The most recent previous U.S. case of anthrax was earlier this year in Texas. But that was the more common skin form, not inhalation anthrax, an especially lethal form in which the disease settles in the lungs.

"We will develop a very intense investigation of this case," Koplan said. "We are in a period of heightened risk and concern in this country. It's our responsibility to make sure people know what is going on and we control it as quickly as possible."

CDC investigators were dispatched to both Florida and North Carolina, since Stevens was said to have visited Duke University in Durham, N.C., about a week ago. The FBI is also investigating.

The CDC already has canvassed hospitals and health departments in those states and found no one else with similar symptoms, the CDC chief said.

"There's no person-to-person spread of this disease. Individuals in contact with this sick person wouldn't have caught it from him," Koplan said. "There is no evidence of other cases within the communities this gentleman has been in."

Symptoms of inhalation anthrax usually start within seven days of breathing in the bacterial spores. Dr. Steve Wiersma, a Florida Health Department epidemiologist, said authorities are certain the man contracted the disease in Florida.

Koplan said the patient has no digestive ills that would indicate the anthrax came from drinking contaminated water, and no skin symptoms from direct contact with the germ. But as for the possibility that he got anthrax from deliberately contaminated air, Koplan said: "We are aggressively investigating this case."

At a news conference at the White House, U.S. Health and Human Services Secretary Tommy Thompson declared: "This is an isolated case and it's not contagious." He, too, said there was no evidence the case resulted from bioterrorism.

Fears that terrorists may have been planning an airborne chemical or biological attack were raised last month when it learned that a group of Middle Eastern men — including one of the hijackers in the attack on the World Trade Center — had asked a lot of questions about a crop-duster at an airfield in Belle Glade, which is about 40 miles inland from Lantana.

Because of those fears, the government grounded all crop-dusters across the country for a few days after the Sept. 11 terrorist attacks.

During the 20th century, only 18 cases of inhaled anthrax were reported in the United States, the most recent in 1976.

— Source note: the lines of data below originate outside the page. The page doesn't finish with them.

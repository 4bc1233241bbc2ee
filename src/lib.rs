use leptos::*;
use leptos_meta::*;
use leptos_router::*;
use wasm_bindgen::prelude::wasm_bindgen;

mod api;
mod components;
mod nav;
mod notify;
mod pages;
mod poll;
mod session;
mod status;
pub mod utils;
mod viewport;

use components::Header;
use notify::ToastHost;
use pages::{About, Home, Login, NotFound, TopUp};

#[component]
pub fn App() -> impl IntoView {
    provide_meta_context();
    session::provide_session();
    notify::provide_toaster();

    view! {
        <Stylesheet id="leptos" href="/pkg/relay-console-ui.css"/>
        <Title text="Relay Console"/>
        <Meta name="description" content="Relay gateway billing and management console"/>

        <Router>
            <Header/>

            <main class="container">
                <Routes>
                    <Route path="/" view=Home/>
                    <Route path="/login" view=Login/>
                    <Route path="/about" view=About/>
                    <Route path="/topup" view=TopUp/>
                    <Route path="/*any" view=NotFound/>
                </Routes>
            </main>

            <ToastHost/>
        </Router>
    }
}

#[wasm_bindgen(start)]
pub fn start() {
    console_error_panic_hook::set_once();
    mount_to_body(App);
}
use leptos::*;
use leptos_router::use_navigate;

use crate::api;
use crate::notify;
use crate::session;
use crate::status;

#[component]
pub fn Login() -> impl IntoView {
    let session = session::use_session();
    let toaster = notify::use_toaster();
    let navigate = use_navigate();

    let (username, set_username) = create_signal(String::new());
    let (password, set_password) = create_signal(String::new());
    let (submitting, set_submitting) = create_signal(false);

    let submit = move |ev: ev::SubmitEvent| {
        ev.prevent_default();
        if submitting.get_untracked() {
            return;
        }
        set_submitting.set(true);

        let navigate = navigate.clone();
        spawn_local(async move {
            match api::login(&username.get_untracked(), &password.get_untracked()).await {
                Ok(resp) if resp.success => match resp.data {
                    Some(user) => {
                        session.log_in(user);
                        toaster.success("Logged in");
                        navigate("/", Default::default());
                    }
                    None => toaster.error("Malformed login response"),
                },
                Ok(resp) => toaster.error(resp.message),
                Err(_) => toaster.error("Request failed"),
            }
            set_submitting.set(false);
        });
    };

    view! {
        <div class="login-page">
            <div class="login-card">
                <h1>{status::system_name_or_default()}</h1>

                <form on:submit=submit>
                    <div class="form-group">
                        <label>"Username"</label>
                        <input
                            type="text"
                            required
                            on:input=move |ev| set_username.set(event_target_value(&ev))
                            prop:value=username
                        />
                    </div>

                    <div class="form-group">
                        <label>"Password"</label>
                        <input
                            type="password"
                            required
                            on:input=move |ev| set_password.set(event_target_value(&ev))
                            prop:value=password
                        />
                    </div>

                    <button
                        type="submit"
                        class="btn btn-primary btn-block"
                        disabled=move || submitting.get()
                    >
                        {move || if submitting.get() { "Logging in..." } else { "Log in" }}
                    </button>
                </form>
            </div>
        </div>
    }
}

In North Carolina, Debbie Crane, spokeswoman for the state Department of Health and Human Service, said: "Anthrax occurred before Sept. 11. And it will occur in the future. The presence of a case of anthrax does not necessarily mean that some evildoer has done something horrible."

Koplan said the disease may actually be more common but goes undetected. The latest case may have come to attention only because of heightened concern about its use as a possible weapon of mass destruction, he said.

"What might have been tossed off as an undetermined bacterium was sent on to a state lab, where people recently received training in detecting anthrax," he said. "It is a possible answer, which is an improved detection system."

Anthrax causes pneumonia, and patients are treated with antibiotics. There is also a vaccine to prevent of the disease, but it is available only to the military now.

Dr. Larry Bush, an infectious-disease specialist at JFK Medical Center in Atlantis, said the patient there was on a ventilator. "He's critically ill. Hopefully he'll respond to treatment," Bush said.

White House spokesman Ari Fleischer said that President Bush has been notified of the case. Fleischer said Health and Human Services has been working on plans for years in case of an outbreak, and "a series of protections have been put into place."